Past exam papers are published for illustrative purposes only. They can be used as a study aid but do not provide a definitive guide to either the format of the next exam, the topics that will be examined or the style of questions that will be set. Students should not expect their own exam to be directly comparable with previous papers. Remember that a degree requires an amount of self-study, reading around topics, and lateral thinking - particularly at the higher level modules and for higher marks.

Description

The course revises some of the standard phase portrait methods encountered in the Dynamical Systems course in part II and extends these ideas, discussing in some detailed centres, via the use of Lyapunov functions, limit cycles and global phase portraits.

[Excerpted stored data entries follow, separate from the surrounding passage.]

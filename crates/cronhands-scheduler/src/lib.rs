//! # Cronhands Scheduler
//!
//! Decides when jobs are due and hands them to a [`DispatchHandler`].
//!
//! - [`Trigger`]: next-fire-time computation for 5-field cron expressions
//!   (evaluated in an IANA timezone) and fixed intervals (`30s`, `5m`, `1h`, `2d`)
//! - [`TriggerScheduler`]: per-job registrations with pause/resume, a tick loop
//!   that tolerates misfires within a grace window, and at most one in-flight
//!   dispatch per job

mod error;
mod scheduler;
mod trigger;

pub use error::ScheduleError;
pub use scheduler::{DispatchHandler, ScheduledJob, SchedulerOptions, TriggerScheduler};
pub use trigger::{Trigger, parse_interval};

The ideas of bifurcation and chaos are introduced via discrete systems.

Syllabus

Nonlinear second order systems: Revision of linearization and classification of hyperbolic fixed points. Lyapunov functions, centres; global phase portraits; limit cycles and Poincaré -Bendixon theorem. Parameter dependent system and Hopf bifurcation.

Hamiltonian systems with first integrals: classification of fixed points, construction of global phase portraits.

Linear systems: Canonical forms and evolution operators for nth order systems.

First order discrete systems: Review of linear difference equations. The quadratic map, periodic orbits, bifurcation and chaos.